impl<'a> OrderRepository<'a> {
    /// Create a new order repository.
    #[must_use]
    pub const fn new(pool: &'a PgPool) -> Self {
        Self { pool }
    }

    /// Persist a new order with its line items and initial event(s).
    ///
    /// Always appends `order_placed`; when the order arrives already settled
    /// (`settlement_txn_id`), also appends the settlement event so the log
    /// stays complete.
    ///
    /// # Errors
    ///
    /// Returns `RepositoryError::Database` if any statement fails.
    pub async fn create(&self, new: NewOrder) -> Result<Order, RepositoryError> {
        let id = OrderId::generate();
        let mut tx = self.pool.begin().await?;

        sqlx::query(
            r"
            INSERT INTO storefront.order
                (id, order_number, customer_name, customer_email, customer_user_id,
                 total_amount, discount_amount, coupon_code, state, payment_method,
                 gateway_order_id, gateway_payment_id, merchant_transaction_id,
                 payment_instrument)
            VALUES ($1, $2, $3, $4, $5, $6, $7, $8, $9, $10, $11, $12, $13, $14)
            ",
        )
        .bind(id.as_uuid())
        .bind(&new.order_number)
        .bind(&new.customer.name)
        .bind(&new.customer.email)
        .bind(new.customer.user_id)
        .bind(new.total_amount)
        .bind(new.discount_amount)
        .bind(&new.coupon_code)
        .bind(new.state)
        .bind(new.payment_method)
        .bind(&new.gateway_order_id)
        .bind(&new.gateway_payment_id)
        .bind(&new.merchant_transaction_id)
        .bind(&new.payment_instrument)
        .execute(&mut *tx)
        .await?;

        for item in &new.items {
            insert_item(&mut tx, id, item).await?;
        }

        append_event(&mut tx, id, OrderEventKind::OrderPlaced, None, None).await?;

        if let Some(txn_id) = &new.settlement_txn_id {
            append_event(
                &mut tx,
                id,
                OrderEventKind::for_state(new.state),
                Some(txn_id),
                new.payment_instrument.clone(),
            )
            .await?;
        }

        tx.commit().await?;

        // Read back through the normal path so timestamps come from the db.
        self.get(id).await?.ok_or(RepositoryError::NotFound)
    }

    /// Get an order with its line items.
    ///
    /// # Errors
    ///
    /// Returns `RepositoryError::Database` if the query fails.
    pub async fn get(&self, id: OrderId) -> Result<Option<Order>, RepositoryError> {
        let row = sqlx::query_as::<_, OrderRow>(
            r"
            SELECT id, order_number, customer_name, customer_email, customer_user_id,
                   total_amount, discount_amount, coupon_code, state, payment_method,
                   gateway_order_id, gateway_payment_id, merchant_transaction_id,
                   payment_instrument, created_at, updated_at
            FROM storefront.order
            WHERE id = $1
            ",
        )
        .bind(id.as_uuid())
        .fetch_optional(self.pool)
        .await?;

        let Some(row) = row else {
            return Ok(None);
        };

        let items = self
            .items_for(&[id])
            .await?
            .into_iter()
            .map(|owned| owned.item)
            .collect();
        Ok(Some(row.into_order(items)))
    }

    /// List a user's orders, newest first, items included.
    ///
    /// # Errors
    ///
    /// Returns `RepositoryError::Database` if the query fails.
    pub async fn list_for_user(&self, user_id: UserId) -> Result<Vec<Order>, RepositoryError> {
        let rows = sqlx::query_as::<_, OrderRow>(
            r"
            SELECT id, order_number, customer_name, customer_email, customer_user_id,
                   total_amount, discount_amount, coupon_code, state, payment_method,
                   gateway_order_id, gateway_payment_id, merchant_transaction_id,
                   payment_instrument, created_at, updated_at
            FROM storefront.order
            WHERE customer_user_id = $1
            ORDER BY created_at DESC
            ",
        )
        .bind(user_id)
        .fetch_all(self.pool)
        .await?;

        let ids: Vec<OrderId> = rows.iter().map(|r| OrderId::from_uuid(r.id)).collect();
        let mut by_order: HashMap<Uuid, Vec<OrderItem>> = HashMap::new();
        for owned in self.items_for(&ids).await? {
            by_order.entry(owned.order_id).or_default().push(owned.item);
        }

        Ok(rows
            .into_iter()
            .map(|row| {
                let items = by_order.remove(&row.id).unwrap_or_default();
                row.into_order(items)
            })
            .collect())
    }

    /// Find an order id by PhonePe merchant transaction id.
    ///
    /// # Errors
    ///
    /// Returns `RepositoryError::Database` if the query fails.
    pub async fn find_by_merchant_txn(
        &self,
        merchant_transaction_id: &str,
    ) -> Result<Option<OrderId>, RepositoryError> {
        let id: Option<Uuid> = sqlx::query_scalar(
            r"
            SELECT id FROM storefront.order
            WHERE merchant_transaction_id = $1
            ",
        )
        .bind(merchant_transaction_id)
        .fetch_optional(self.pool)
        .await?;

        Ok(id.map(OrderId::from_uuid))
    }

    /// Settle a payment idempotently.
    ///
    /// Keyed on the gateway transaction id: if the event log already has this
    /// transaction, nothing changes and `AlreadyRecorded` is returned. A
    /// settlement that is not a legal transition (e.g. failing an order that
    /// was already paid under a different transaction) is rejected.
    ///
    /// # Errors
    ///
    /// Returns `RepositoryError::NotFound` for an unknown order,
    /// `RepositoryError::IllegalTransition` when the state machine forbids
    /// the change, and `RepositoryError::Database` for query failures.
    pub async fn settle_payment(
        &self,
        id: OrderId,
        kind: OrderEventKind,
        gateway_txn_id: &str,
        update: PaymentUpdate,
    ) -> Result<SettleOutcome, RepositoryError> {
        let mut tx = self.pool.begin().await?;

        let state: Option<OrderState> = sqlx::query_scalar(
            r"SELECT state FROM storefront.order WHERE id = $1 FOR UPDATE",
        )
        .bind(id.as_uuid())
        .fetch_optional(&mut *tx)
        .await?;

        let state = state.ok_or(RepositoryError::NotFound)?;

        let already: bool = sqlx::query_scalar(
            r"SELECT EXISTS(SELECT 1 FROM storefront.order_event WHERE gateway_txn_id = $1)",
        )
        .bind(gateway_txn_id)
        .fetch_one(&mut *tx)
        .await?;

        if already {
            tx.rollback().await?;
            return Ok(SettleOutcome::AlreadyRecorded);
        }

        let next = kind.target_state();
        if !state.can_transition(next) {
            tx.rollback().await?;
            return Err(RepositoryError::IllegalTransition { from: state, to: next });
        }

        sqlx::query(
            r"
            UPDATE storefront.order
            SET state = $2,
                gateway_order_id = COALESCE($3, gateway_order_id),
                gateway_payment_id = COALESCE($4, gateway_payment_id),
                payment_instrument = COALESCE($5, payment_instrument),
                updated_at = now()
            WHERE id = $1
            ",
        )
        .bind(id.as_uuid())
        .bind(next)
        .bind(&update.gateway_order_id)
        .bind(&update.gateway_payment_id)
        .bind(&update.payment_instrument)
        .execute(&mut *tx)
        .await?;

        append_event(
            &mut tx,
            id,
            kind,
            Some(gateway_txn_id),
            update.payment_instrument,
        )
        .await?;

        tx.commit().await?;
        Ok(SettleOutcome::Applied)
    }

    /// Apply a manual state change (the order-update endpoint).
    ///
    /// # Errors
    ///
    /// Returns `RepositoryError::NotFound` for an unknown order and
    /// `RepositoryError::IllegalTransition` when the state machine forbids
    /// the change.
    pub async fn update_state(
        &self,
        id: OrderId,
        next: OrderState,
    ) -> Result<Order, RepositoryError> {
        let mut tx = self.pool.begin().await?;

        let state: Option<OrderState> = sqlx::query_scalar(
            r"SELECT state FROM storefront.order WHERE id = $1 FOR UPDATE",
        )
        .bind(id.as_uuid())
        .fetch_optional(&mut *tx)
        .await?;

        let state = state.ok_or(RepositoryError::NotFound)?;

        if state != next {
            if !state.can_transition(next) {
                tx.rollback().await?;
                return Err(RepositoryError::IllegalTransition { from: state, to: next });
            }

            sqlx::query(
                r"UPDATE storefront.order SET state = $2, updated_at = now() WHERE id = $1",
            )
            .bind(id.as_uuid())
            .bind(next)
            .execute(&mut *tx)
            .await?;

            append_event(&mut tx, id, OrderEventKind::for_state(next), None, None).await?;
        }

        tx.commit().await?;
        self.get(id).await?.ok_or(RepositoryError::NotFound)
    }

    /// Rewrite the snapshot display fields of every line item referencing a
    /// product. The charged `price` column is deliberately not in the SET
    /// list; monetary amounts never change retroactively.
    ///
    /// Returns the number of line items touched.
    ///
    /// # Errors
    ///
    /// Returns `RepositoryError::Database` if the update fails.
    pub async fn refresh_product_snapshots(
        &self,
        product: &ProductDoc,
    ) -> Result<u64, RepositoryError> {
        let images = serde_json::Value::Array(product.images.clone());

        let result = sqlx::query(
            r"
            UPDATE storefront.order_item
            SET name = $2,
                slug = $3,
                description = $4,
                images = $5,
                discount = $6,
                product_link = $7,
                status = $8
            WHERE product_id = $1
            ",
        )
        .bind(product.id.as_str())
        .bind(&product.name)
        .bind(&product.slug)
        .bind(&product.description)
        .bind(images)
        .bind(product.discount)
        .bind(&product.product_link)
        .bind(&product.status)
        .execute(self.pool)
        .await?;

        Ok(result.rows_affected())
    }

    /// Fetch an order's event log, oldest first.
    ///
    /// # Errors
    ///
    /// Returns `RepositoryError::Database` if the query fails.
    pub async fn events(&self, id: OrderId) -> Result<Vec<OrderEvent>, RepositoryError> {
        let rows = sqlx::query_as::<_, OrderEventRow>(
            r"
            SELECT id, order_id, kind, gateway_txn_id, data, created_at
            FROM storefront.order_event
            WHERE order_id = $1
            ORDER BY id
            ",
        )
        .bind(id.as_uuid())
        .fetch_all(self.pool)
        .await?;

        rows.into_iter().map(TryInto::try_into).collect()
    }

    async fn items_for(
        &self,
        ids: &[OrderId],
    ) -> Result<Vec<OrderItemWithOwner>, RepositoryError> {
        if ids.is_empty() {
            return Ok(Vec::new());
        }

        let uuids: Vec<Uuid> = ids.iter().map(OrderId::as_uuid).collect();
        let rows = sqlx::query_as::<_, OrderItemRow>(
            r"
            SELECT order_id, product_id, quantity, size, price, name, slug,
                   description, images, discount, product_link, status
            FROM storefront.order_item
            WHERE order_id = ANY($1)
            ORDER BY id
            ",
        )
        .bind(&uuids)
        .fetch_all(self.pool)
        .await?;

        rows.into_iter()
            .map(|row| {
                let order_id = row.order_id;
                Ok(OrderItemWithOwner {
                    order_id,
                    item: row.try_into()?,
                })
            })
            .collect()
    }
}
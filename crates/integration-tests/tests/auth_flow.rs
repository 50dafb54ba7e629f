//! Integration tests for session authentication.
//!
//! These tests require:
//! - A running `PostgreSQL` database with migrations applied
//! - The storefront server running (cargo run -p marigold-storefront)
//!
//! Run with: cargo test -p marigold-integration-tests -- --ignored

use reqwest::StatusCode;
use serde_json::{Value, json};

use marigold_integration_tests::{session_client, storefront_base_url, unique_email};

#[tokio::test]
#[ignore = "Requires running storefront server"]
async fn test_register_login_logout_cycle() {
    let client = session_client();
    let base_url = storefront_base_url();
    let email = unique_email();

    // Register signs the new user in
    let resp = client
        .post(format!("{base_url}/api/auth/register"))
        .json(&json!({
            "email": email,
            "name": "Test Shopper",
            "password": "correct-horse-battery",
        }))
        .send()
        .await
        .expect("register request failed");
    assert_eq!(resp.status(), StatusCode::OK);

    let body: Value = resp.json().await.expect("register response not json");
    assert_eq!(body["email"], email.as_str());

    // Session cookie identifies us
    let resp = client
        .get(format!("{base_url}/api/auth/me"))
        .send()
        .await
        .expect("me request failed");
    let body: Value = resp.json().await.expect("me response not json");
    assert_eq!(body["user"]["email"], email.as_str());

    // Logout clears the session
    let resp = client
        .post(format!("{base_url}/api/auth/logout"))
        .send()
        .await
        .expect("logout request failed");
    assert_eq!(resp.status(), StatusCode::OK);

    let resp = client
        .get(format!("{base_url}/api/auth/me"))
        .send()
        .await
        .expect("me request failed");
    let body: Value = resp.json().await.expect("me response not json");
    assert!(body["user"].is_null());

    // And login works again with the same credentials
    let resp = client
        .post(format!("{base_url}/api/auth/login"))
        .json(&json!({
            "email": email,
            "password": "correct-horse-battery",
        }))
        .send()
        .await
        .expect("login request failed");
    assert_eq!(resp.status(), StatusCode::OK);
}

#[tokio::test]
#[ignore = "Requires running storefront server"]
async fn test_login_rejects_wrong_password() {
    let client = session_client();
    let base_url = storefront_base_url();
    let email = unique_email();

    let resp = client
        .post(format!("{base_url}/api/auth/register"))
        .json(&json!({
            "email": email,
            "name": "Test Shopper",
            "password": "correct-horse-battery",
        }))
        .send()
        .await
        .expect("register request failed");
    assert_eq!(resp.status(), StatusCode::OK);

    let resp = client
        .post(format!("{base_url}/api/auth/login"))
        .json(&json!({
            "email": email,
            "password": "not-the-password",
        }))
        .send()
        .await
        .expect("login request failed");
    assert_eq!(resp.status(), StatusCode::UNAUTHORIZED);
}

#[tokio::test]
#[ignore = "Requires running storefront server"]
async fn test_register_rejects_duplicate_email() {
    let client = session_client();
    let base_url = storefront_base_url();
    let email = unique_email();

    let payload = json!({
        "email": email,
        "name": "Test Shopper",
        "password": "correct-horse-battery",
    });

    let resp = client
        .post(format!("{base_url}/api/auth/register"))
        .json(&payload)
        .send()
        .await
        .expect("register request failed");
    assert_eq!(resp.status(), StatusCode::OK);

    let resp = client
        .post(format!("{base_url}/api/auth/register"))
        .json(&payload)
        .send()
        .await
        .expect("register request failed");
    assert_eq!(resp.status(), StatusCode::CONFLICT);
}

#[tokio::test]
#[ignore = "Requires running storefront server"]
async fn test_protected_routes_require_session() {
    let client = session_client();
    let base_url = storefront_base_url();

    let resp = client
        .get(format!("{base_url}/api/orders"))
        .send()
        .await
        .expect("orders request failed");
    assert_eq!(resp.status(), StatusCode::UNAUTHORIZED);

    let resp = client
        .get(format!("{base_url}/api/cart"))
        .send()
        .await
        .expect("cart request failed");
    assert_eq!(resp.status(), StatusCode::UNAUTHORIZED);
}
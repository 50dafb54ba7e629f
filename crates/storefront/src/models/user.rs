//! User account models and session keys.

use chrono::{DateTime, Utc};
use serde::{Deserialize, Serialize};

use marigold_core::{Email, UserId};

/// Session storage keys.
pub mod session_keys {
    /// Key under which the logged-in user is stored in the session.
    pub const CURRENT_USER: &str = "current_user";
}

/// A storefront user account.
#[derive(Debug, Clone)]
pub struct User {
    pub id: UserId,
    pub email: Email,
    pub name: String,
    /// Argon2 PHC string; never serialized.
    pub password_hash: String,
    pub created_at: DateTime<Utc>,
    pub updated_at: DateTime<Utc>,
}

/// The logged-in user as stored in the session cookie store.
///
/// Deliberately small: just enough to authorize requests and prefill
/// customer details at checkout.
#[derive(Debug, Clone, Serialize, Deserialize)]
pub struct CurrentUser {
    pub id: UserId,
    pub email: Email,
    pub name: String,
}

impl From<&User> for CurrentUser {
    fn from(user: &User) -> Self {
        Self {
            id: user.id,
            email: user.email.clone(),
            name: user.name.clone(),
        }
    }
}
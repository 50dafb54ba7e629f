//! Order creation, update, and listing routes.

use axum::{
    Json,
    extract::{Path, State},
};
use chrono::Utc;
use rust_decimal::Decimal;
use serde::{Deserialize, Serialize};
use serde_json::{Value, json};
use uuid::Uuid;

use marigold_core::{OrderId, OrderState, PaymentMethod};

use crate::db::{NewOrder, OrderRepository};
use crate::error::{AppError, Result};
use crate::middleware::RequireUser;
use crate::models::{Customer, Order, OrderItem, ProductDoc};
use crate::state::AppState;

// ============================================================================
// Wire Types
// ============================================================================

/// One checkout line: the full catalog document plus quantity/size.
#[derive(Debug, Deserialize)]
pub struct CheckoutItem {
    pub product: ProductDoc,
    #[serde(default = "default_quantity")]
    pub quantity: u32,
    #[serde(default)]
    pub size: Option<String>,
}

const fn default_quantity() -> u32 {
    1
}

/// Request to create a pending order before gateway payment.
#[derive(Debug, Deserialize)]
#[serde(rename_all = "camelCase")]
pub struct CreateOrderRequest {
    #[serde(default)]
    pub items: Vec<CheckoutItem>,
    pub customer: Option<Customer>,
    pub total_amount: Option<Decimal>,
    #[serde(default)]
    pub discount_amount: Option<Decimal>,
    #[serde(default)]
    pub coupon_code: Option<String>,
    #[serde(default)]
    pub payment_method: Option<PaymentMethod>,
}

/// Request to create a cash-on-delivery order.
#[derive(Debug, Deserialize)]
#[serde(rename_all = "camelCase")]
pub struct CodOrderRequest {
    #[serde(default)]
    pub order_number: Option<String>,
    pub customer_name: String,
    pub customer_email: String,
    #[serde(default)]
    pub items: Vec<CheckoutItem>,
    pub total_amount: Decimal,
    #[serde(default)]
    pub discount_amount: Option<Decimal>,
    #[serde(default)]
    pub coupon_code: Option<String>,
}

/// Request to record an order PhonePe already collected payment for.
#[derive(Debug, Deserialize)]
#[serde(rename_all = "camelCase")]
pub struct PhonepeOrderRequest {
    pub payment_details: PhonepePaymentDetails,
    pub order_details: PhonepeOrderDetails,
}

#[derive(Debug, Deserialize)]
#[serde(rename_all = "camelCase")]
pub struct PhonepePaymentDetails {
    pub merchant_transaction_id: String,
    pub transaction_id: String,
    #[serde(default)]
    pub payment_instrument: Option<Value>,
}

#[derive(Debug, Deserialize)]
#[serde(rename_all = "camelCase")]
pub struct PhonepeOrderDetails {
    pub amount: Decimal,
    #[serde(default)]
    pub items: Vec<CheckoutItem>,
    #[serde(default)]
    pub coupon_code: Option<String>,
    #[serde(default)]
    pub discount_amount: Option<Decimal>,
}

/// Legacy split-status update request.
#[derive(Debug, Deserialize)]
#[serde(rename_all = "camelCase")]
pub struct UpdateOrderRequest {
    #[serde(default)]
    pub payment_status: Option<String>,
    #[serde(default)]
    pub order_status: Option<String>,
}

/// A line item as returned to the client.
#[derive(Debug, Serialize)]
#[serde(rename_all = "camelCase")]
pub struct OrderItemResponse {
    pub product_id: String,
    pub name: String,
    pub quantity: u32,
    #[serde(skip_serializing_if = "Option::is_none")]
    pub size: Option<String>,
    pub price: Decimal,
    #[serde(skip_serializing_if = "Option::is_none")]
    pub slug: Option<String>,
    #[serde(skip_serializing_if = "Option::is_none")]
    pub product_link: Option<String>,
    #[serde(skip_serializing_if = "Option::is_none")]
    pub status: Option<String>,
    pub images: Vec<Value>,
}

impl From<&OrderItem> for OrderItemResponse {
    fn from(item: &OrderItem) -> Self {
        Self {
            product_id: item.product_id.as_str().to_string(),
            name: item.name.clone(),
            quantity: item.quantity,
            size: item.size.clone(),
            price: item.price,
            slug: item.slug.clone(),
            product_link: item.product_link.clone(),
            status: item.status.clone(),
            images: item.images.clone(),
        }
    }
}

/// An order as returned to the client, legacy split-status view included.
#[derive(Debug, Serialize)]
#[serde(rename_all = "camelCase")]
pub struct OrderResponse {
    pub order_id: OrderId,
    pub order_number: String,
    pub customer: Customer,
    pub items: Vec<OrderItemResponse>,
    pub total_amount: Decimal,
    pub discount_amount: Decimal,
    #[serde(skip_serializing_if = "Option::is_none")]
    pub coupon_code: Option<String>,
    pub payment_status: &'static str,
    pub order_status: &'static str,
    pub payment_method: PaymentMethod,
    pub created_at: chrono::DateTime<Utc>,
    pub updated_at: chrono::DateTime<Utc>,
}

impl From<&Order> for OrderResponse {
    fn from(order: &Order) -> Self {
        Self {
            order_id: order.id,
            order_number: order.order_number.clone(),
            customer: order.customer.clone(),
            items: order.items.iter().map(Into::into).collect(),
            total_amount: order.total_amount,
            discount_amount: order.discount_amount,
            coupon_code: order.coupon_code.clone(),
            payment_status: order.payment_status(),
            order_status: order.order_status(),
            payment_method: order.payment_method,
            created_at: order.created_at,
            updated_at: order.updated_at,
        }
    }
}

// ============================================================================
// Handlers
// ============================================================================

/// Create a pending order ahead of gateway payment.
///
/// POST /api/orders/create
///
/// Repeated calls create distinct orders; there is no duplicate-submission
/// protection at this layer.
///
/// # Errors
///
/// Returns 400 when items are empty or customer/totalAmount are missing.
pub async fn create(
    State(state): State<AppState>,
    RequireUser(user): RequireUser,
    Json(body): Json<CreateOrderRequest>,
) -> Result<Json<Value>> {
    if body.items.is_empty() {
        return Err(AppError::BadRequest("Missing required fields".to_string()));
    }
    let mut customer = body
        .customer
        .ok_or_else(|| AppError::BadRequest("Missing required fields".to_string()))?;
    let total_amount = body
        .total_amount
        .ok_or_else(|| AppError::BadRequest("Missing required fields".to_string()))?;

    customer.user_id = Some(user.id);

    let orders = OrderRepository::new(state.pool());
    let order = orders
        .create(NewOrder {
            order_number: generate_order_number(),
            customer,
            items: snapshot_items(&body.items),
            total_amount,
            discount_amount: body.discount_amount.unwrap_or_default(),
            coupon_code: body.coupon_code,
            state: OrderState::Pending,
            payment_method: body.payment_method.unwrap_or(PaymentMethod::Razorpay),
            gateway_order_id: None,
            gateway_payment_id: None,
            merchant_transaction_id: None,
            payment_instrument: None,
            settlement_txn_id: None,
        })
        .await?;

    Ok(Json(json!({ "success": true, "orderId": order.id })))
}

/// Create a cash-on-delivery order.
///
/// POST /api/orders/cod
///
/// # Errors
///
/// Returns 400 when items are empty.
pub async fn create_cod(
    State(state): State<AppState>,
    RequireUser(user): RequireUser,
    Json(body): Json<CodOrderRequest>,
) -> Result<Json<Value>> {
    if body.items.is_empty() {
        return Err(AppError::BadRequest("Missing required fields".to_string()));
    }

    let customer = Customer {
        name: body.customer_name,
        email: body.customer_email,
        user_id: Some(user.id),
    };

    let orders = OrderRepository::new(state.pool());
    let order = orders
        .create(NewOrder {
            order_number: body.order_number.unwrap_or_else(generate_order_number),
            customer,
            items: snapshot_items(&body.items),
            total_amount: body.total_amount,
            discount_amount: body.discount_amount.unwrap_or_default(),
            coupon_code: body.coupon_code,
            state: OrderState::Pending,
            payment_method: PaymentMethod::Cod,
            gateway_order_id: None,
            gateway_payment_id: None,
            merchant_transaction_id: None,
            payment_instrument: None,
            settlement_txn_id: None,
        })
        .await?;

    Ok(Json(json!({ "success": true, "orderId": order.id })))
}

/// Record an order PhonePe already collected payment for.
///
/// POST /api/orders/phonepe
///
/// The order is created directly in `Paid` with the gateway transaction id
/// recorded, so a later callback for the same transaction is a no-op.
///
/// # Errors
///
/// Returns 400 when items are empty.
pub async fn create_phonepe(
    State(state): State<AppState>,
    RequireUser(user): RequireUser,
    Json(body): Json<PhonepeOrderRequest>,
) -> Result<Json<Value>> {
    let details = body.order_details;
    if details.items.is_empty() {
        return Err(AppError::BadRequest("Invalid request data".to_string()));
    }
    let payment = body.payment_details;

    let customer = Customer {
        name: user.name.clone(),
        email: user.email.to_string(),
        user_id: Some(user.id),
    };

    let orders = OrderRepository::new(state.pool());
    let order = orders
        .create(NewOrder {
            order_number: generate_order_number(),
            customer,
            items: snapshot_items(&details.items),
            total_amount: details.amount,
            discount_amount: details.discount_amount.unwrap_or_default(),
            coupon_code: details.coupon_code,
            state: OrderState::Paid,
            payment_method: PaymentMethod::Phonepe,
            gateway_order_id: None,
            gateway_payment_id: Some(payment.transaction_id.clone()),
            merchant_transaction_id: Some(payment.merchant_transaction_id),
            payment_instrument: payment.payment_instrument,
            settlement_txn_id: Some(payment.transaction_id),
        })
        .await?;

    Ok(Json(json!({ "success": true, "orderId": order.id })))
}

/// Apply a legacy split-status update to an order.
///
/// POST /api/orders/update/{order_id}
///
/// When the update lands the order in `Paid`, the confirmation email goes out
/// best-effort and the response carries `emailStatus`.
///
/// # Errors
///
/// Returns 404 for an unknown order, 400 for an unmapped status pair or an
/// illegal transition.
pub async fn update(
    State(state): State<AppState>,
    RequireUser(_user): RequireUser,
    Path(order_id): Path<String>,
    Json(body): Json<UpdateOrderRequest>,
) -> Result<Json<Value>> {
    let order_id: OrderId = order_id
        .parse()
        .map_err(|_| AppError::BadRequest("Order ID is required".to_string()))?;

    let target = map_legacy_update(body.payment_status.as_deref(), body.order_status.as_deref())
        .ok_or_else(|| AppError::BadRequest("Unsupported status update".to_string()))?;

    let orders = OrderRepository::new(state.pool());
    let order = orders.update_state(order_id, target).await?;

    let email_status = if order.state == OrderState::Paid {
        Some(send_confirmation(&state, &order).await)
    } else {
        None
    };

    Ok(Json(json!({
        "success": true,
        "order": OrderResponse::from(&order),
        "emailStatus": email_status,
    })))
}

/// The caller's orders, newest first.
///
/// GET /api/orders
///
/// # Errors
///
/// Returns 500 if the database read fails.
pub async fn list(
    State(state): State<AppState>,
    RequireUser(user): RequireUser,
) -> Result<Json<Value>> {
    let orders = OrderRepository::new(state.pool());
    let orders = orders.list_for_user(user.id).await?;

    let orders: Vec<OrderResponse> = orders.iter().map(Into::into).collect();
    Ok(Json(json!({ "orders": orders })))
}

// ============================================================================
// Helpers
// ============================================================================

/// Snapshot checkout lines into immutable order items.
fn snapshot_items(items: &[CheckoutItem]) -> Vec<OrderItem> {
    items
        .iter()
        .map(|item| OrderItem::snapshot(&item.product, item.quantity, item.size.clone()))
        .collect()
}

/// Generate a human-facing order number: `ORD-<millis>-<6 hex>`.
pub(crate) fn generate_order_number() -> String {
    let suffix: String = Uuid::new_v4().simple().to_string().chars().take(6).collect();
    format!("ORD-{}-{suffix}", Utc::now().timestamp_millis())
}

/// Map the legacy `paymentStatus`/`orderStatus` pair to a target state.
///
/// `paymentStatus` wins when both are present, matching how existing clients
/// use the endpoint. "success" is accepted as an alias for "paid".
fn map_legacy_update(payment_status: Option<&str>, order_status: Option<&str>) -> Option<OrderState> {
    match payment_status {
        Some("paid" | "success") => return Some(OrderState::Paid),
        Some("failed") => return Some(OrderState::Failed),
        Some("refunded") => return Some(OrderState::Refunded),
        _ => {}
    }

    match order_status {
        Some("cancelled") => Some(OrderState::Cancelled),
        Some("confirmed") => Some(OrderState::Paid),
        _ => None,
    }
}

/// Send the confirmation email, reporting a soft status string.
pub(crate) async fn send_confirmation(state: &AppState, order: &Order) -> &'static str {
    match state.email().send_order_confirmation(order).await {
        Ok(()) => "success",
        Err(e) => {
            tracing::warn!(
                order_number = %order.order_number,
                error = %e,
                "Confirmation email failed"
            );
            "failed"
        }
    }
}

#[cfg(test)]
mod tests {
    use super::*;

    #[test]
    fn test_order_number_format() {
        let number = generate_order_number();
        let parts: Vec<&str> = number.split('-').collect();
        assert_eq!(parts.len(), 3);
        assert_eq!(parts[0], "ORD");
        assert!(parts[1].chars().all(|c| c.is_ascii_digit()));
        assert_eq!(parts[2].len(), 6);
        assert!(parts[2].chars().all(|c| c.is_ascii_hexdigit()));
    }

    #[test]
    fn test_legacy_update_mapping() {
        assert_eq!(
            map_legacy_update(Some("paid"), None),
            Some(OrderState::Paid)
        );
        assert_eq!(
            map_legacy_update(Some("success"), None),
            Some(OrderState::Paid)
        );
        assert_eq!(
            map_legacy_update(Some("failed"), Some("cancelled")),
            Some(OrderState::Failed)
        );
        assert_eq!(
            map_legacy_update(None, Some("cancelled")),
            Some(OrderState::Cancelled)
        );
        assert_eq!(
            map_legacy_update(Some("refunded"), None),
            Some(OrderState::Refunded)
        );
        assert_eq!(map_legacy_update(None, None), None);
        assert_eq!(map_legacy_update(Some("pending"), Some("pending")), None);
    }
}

..............................

* [Directions]: Your answer must consist solely of the lines from the top of the entries above through the line containing "arrives already settled", copied exactly, both ends included.

* [Answer to the problem]:
impl<'a> OrderRepository<'a> {
    /// Create a new order repository.
    #[must_use]
    pub const fn new(pool: &'a PgPool) -> Self {
        Self { pool }
    }

    /// Persist a new order with its line items and initial event(s).
    ///
    /// Always appends `order_placed`; when the order arrives already settled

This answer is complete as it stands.